> **INSTRUCTIONS FOR THE TASK**: Reproduce exactly, and only, the lines running from the start of the entries below to the line containing "when the User-Agent".

++++ RECORDS PROVIDED ++++

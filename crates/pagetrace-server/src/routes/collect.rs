use std::sync::Arc;

use axum::{extract::State, http::HeaderMap, response::IntoResponse, Json};
use serde_json::json;

use pagetrace_core::{
    event::{CollectPayload, EventType},
    session::{DeviceSize, Session, SessionExit},
};

use crate::{error::AppError, state::AppState};

/// Screens narrower than this are classified Laptop when the User-Agent
/// carries no mobile/tablet signal.
const LAPTOP_WIDTH_PX: u32 = 1280;

/// `POST /api/collect` — the only write path into the session store.
///
/// Public and CORS-open: the probe runs on third-party pages. The handler
/// is stateless; idempotence rests on the store's create-or-touch upsert
/// keyed by `session_id`.
///
/// Dispatch by event type:
/// - `page_view` — create the session row with all enrichment fields; a
///   duplicate (or racing) send degenerates to a heartbeat bump.
/// - `heartbeat` — bump `last_heartbeat_at`; silent no-op for unknown
///   sessions.
/// - `page_exit` — record exit page/time and accumulated active time; same
///   no-op tolerance.
///
/// Enrichment (UA parse, GeoIP) is best-effort and never fails the
/// request; store-write failures surface as 500 and are logged.
#[tracing::instrument(skip(state, headers, payload))]
pub async fn collect(
    State(state): State<Arc<AppState>>,
    headers: HeaderMap,
    Json(payload): Json<CollectPayload>,
) -> Result<impl IntoResponse, AppError> {
    // --- Validation: event type, session id, site identity ---
    let event_type = payload
        .event_type
        .as_deref()
        .and_then(EventType::parse)
        .ok_or_else(|| AppError::BadRequest("missing or unknown event type".to_string()))?;

    let session_id = payload
        .session_id
        .as_deref()
        .filter(|s| !s.is_empty())
        .ok_or_else(|| AppError::BadRequest("missing sessionId".to_string()))?
        .to_string();

    if payload.domain.is_none() && payload.site_id.is_none() {
        return Err(AppError::BadRequest("missing site identity".to_string()));
    }

    // --- Site resolution: guards against spoofed or stale snippets ---
    let website = state
        .websites
        .find_website(
            payload.domain.as_deref().unwrap_or(""),
            payload.site_id.as_deref().unwrap_or(""),
        )
        .await
        .map_err(AppError::Internal)?
        .ok_or_else(|| AppError::NotFound("Website not found".to_string()))?;

    let event_time = payload.event_time();

    match event_type {
        EventType::PageView => {
            let ua_info = parse_user_agent(payload.user_agent.as_deref().unwrap_or(""));
            let device_size = classify_device(ua_info.as_ref(), payload.screen_width);
            let geo = match extract_client_ip(&headers) {
                Some(ip) => state.lookup_geo(&ip),
                None => Default::default(),
            };

            let session = Session {
                website_id: website.id,
                visitor_id: payload.visitor_id.clone().unwrap_or_default(),
                session_id,
                entry_page: payload.url.clone().unwrap_or_default(),
                entry_time: event_time,
                exit_page: None,
                exit_time: None,
                active_time_ms: None,
                last_heartbeat_at: event_time,
                referrer: payload.referrer.clone(),
                utm_source: payload.utm_source.clone(),
                utm_campaign: payload.utm_campaign.clone(),
                device_size,
                browser: ua_info.as_ref().map(|u| u.browser.clone()),
                os: ua_info.as_ref().map(|u| u.os.clone()),
                country: geo.country,
                country_code: geo.country_code,
                region: geo.region,
                city: geo.city,
            };
            state
                .sessions
                .create_session(session)
                .await
                .map_err(AppError::Internal)?;
        }
        EventType::Heartbeat => {
            // No-op (not an error) when the page_view never arrived.
            state
                .sessions
                .touch_heartbeat(&session_id, event_time)
                .await
                .map_err(AppError::Internal)?;
        }
        EventType::PageExit => {
            state
                .sessions
                .record_exit(
                    &session_id,
                    SessionExit {
                        exit_page: payload.url.clone(),
                        exit_time: event_time,
                        active_time_ms: payload.active_time,
                    },
                )
                .await
                .map_err(AppError::Internal)?;
        }
    }

    Ok(Json(json!({ "success": true })))
}

// ---------------------------------------------------------------------------
// Helpers
// ---------------------------------------------------------------------------

/// Client IP from trusted proxy headers: first `X-Forwarded-For` entry,
/// else `X-Real-IP`.
fn extract_client_ip(headers: &HeaderMap) -> Option<String> {
    headers
        .get("x-forwarded-for")
        .and_then(|v| v.to_str().ok())
        .and_then(|s| s.split(',').next())
        .map(|s| s.trim().to_string())
        .filter(|s| !s.is_empty())
        .or_else(|| {
            headers
                .get("x-real-ip")
                .and_then(|v| v.to_str().ok())
                .map(|s| s.trim().to_string())
                .filter(|s| !s.is_empty())
        })
}

/// Parsed User-Agent fields.
#[derive(Debug, Clone)]
pub(crate) struct UaInfo {
    browser: String,
    os: String,
    signal: DeviceSignal,
}

/// Device signal carried by the User-Agent itself, before the screen-width
/// fallback is consulted.
#[derive(Debug, Clone, Copy, PartialEq, Eq)]
enum DeviceSignal {
    Mobile,
    Tablet,
    Other,
}

/// Parse a `User-Agent` string via the `woothee` crate.
///
/// Returns `None` if the UA string is empty or cannot be classified.
fn parse_user_agent(user_agent: &str) -> Option<UaInfo> {
    if user_agent.is_empty() {
        return None;
    }

    let result = woothee::parser::Parser::new().parse(user_agent)?;
    let signal = match result.category {
        "smartphone" | "mobilephone" => DeviceSignal::Mobile,
        "tablet" => DeviceSignal::Tablet,
        _ => DeviceSignal::Other,
    };

    Some(UaInfo {
        browser: result.name.to_string(),
        os: result.os.to_string(),
        signal,
    })
}

/// Device class decision order: an explicit mobile/tablet UA signal wins;
/// otherwise a reported screen width under [`LAPTOP_WIDTH_PX`] means
/// Laptop, and everything else is Desktop.
fn classify_device(ua_info: Option<&UaInfo>, screen_width: Option<u32>) -> DeviceSize {
    match ua_info.map(|u| u.signal) {
        Some(DeviceSignal::Mobile) => DeviceSize::Mobile,
        Some(DeviceSignal::Tablet) => DeviceSize::Tablet,
        _ => {
            if screen_width.is_some_and(|w| w < LAPTOP_WIDTH_PX) {
                DeviceSize::Laptop
            } else {
                DeviceSize::Desktop
            }
        }
    }
}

++++

> **WRITTEN SOLUTION**:
filename crates/pagetrace-server/src/routes/collect.rs
use std::sync::Arc;

use axum::{extract::State, http::HeaderMap, response::IntoResponse, Json};
use serde_json::json;

use pagetrace_core::{
    event::{CollectPayload, EventType},
    session::{DeviceSize, Session, SessionExit},
};

use crate::{error::AppError, state::AppState};

/// Screens narrower than this are classified Laptop when the User-Agent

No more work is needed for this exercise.